- THE DATA -
▼

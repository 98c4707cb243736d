//! Ordered display items and the rotation cursor.

use std::fmt;
use std::str::FromStr;
use std::sync::Arc;
use std::time::Duration;

use crate::renderable::Renderable;

/// Identity of an enqueued item, unique for the queue's lifetime.
#[derive(Debug, Clone, Copy, PartialEq, Eq, Hash, PartialOrd, Ord)]
pub struct ItemHandle(u64);

impl ItemHandle {
    pub fn id(self) -> u64 {
        self.0
    }
}

impl fmt::Display for ItemHandle {
    fn fmt(&self, f: &mut fmt::Formatter<'_>) -> fmt::Result {
        write!(f, "#{}", self.0)
    }
}

#[derive(Debug, Clone, Copy, PartialEq, Eq, PartialOrd, Ord, Hash, Default)]
pub enum Priority {
    Low,
    #[default]
    Normal,
    High,
    Critical,
}

#[derive(Debug, Clone, Copy, PartialEq, Eq, Default)]
pub enum ItemDuration {
    /// Use the scheduler's rotation interval.
    #[default]
    Interval,
    Fixed(Duration),
    /// Never expires on its own.
    Unbounded,
}

impl ItemDuration {
    pub fn resolve(self, interval: Duration) -> Option<Duration> {
        match self {
            ItemDuration::Interval => Some(interval),
            ItemDuration::Fixed(d) => Some(d),
            ItemDuration::Unbounded => None,
        }
    }
}

#[derive(Debug, Clone, Copy, PartialEq, Eq, Default)]
pub enum RotationMode {
    /// Display blank, rotation state kept.
    Off,
    #[default]
    Auto,
    /// Advance only on tap or explicit request.
    Manual,
}

impl RotationMode {
    pub fn as_str(self) -> &'static str {
        match self {
            RotationMode::Off => "off",
            RotationMode::Auto => "auto",
            RotationMode::Manual => "manual",
        }
    }
}

impl FromStr for RotationMode {
    type Err = String;

    fn from_str(s: &str) -> Result<Self, Self::Err> {
        match s.trim().to_ascii_lowercase().as_str() {
            "off" => Ok(RotationMode::Off),
            "auto" => Ok(RotationMode::Auto),
            "manual" => Ok(RotationMode::Manual),
            other => Err(format!("unknown mode `{other}` (expected off, auto or manual)")),
        }
    }
}

/// Something to put on screen, with its scheduling metadata.
#[derive(Clone)]
pub struct DisplayItem {
    pub renderable: Arc<dyn Renderable>,
    pub duration: ItemDuration,
    pub priority: Priority,
    /// `false` drops the item after it has been shown once.
    pub repeat: bool,
}

impl DisplayItem {
    pub fn new(renderable: Arc<dyn Renderable>) -> Self {
        Self {
            renderable,
            duration: ItemDuration::Interval,
            priority: Priority::Normal,
            repeat: true,
        }
    }

    pub fn with_duration(mut self, duration: Duration) -> Self {
        self.duration = ItemDuration::Fixed(duration);
        self
    }

    pub fn unbounded(mut self) -> Self {
        self.duration = ItemDuration::Unbounded;
        self
    }

    pub fn with_priority(mut self, priority: Priority) -> Self {
        self.priority = priority;
        self
    }

    pub fn one_shot(mut self) -> Self {
        self.repeat = false;
        self
    }

    pub fn name(&self) -> &str {
        self.renderable.name()
    }
}

impl fmt::Debug for DisplayItem {
    fn fmt(&self, f: &mut fmt::Formatter<'_>) -> fmt::Result {
        f.debug_struct("DisplayItem")
            .field("renderable", &self.renderable.name())
            .field("duration", &self.duration)
            .field("priority", &self.priority)
            .field("repeat", &self.repeat)
            .finish()
    }
}

#[derive(Debug, Clone)]
struct Entry {
    handle: ItemHandle,
    item: DisplayItem,
}

/// Items ordered by priority (highest first), FIFO within a priority, plus a
/// cursor that is always a valid index unless the queue is empty.
#[derive(Debug, Default)]
pub struct DisplayQueue {
    entries: Vec<Entry>,
    cursor: usize,
    next_handle: u64,
}

impl DisplayQueue {
    pub fn new() -> Self {
        Self::default()
    }

    pub fn len(&self) -> usize {
        self.entries.len()
    }

    pub fn is_empty(&self) -> bool {
        self.entries.is_empty()
    }

    pub fn cursor(&self) -> usize {
        self.cursor
    }

    /// Insert after the last entry of equal or higher priority. The active
    /// entry stays active.
    pub fn enqueue(&mut self, item: DisplayItem) -> ItemHandle {
        let handle = ItemHandle(self.next_handle);
        self.next_handle += 1;

        let pos = self
            .entries
            .iter()
            .rposition(|e| e.item.priority >= item.priority)
            .map_or(0, |i| i + 1);
        let was_empty = self.entries.is_empty();
        self.entries.insert(pos, Entry { handle, item });
        if !was_empty && pos <= self.cursor {
            self.cursor += 1;
        }
        handle
    }

    /// Remove an entry. Removing the active entry makes the next one active.
    pub fn dequeue(&mut self, handle: ItemHandle) -> Option<DisplayItem> {
        let idx = self.position(handle)?;
        let entry = self.entries.remove(idx);
        if idx < self.cursor {
            self.cursor -= 1;
        }
        if self.cursor >= self.entries.len() {
            self.cursor = 0;
        }
        Some(entry.item)
    }

    pub fn current(&self) -> Option<(ItemHandle, &DisplayItem)> {
        self.entries.get(self.cursor).map(|e| (e.handle, &e.item))
    }

    pub fn get(&self, handle: ItemHandle) -> Option<&DisplayItem> {
        self.entries.iter().find(|e| e.handle == handle).map(|e| &e.item)
    }

    /// Move to the next entry, wrapping to the first. A one-shot entry is
    /// dropped as the cursor leaves it. Returns the new current handle.
    pub fn advance(&mut self) -> Option<ItemHandle> {
        let (handle, repeat) = self.current().map(|(h, item)| (h, item.repeat))?;
        if repeat {
            self.cursor = (self.cursor + 1) % self.entries.len();
        } else {
            self.dequeue(handle);
        }
        self.current().map(|(h, _)| h)
    }

    /// Make `handle` the current entry. Returns `false` if it is not queued.
    pub fn select(&mut self, handle: ItemHandle) -> bool {
        match self.position(handle) {
            Some(idx) => {
                self.cursor = idx;
                true
            }
            None => false,
        }
    }

    pub fn position(&self, handle: ItemHandle) -> Option<usize> {
        self.entries.iter().position(|e| e.handle == handle)
    }

    pub fn contains(&self, handle: ItemHandle) -> bool {
        self.position(handle).is_some()
    }

    /// Handles in rotation order.
    pub fn handles(&self) -> Vec<ItemHandle> {
        self.entries.iter().map(|e| e.handle).collect()
    }
}

#[cfg(test)]
mod tests {
    use super::*;
    use crate::frame::Frame;

    struct Named(&'static str);

    impl Renderable for Named {
        fn name(&self) -> &str {
            self.0
        }

        fn render(&self) -> anyhow::Result<Frame> {
            Ok(Frame::blank())
        }
    }

    fn item(name: &'static str) -> DisplayItem {
        DisplayItem::new(Arc::new(Named(name)))
    }

    fn names(queue: &DisplayQueue) -> Vec<&str> {
        queue.handles().iter().map(|h| queue.get(*h).unwrap().name()).collect()
    }

    #[test]
    fn test_equal_priority_keeps_insertion_order() {
        let mut queue = DisplayQueue::new();
        queue.enqueue(item("a"));
        queue.enqueue(item("b"));
        queue.enqueue(item("c"));
        assert_eq!(names(&queue), vec!["a", "b", "c"]);
    }

    #[test]
    fn test_priority_orders_before_fifo() {
        let mut queue = DisplayQueue::new();
        queue.enqueue(item("low").with_priority(Priority::Low));
        queue.enqueue(item("a"));
        queue.enqueue(item("hi").with_priority(Priority::High));
        queue.enqueue(item("b"));
        assert_eq!(names(&queue), vec!["hi", "a", "b", "low"]);
    }

    #[test]
    fn test_insert_before_cursor_keeps_active_item() {
        let mut queue = DisplayQueue::new();
        queue.enqueue(item("a"));
        let b = queue.enqueue(item("b"));
        queue.advance();
        assert_eq!(queue.current().map(|(h, _)| h), Some(b));

        queue.enqueue(item("urgent").with_priority(Priority::High));
        assert_eq!(queue.current().map(|(h, _)| h), Some(b));
        assert_eq!(queue.cursor(), 2);
    }

    #[test]
    fn test_advance_wraps() {
        let mut queue = DisplayQueue::new();
        let a = queue.enqueue(item("a"));
        let b = queue.enqueue(item("b"));
        assert_eq!(queue.advance(), Some(b));
        assert_eq!(queue.advance(), Some(a));
    }

    #[test]
    fn test_dequeue_active_moves_to_next_and_wraps() {
        let mut queue = DisplayQueue::new();
        let a = queue.enqueue(item("a"));
        let b = queue.enqueue(item("b"));
        queue.advance();
        assert!(queue.dequeue(b).is_some());
        assert_eq!(queue.current().map(|(h, _)| h), Some(a));

        assert!(queue.dequeue(a).is_some());
        assert!(queue.current().is_none());
        assert_eq!(queue.cursor(), 0);
        assert!(queue.dequeue(a).is_none());
    }

    #[test]
    fn test_dequeue_before_cursor_shifts_it() {
        let mut queue = DisplayQueue::new();
        let a = queue.enqueue(item("a"));
        queue.enqueue(item("b"));
        let c = queue.enqueue(item("c"));
        queue.advance();
        queue.advance();
        queue.dequeue(a);
        assert_eq!(queue.current().map(|(h, _)| h), Some(c));
    }

    #[test]
    fn test_one_shot_dropped_after_showing() {
        let mut queue = DisplayQueue::new();
        let note = queue.enqueue(item("note").one_shot());
        let a = queue.enqueue(item("a"));
        assert_eq!(queue.current().map(|(h, _)| h), Some(note));
        assert_eq!(queue.advance(), Some(a));
        assert!(!queue.contains(note));
        assert_eq!(queue.len(), 1);
    }

    #[test]
    fn test_select_and_empty_advance() {
        let mut queue = DisplayQueue::new();
        assert_eq!(queue.advance(), None);
        queue.enqueue(item("a"));
        let b = queue.enqueue(item("b"));
        assert!(queue.select(b));
        assert_eq!(queue.cursor(), 1);
        assert!(!queue.select(ItemHandle(99)));
    }

    #[test]
    fn test_mode_parsing() {
        assert_eq!(" Manual ".parse::<RotationMode>(), Ok(RotationMode::Manual));
        assert!("sideways".parse::<RotationMode>().is_err());
    }

    #[test]
    fn test_duration_resolution() {
        let interval = Duration::from_secs(5);
        assert_eq!(ItemDuration::Interval.resolve(interval), Some(interval));
        assert_eq!(ItemDuration::Fixed(Duration::from_secs(2)).resolve(interval), Some(Duration::from_secs(2)));
        assert_eq!(ItemDuration::Unbounded.resolve(interval), None);
    }
}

▲

- YOUR GOAL -
Nothing but the lines from the beginning of the records through the line with "pub enum ItemDuration" should appear, each printed exactly.

- ANSWER TO THIS PROBLEM -
repository 98c4707cb243736d
//! Ordered display items and the rotation cursor.

use std::fmt;
use std::str::FromStr;
use std::sync::Arc;
use std::time::Duration;

use crate::renderable::Renderable;

/// Identity of an enqueued item, unique for the queue's lifetime.
#[derive(Debug, Clone, Copy, PartialEq, Eq, Hash, PartialOrd, Ord)]
pub struct ItemHandle(u64);

impl ItemHandle {
    pub fn id(self) -> u64 {
        self.0
    }
}

impl fmt::Display for ItemHandle {
    fn fmt(&self, f: &mut fmt::Formatter<'_>) -> fmt::Result {
        write!(f, "#{}", self.0)
    }
}

#[derive(Debug, Clone, Copy, PartialEq, Eq, PartialOrd, Ord, Hash, Default)]
pub enum Priority {
    Low,
    #[default]
    Normal,
    High,
    Critical,
}

#[derive(Debug, Clone, Copy, PartialEq, Eq, Default)]
pub enum ItemDuration {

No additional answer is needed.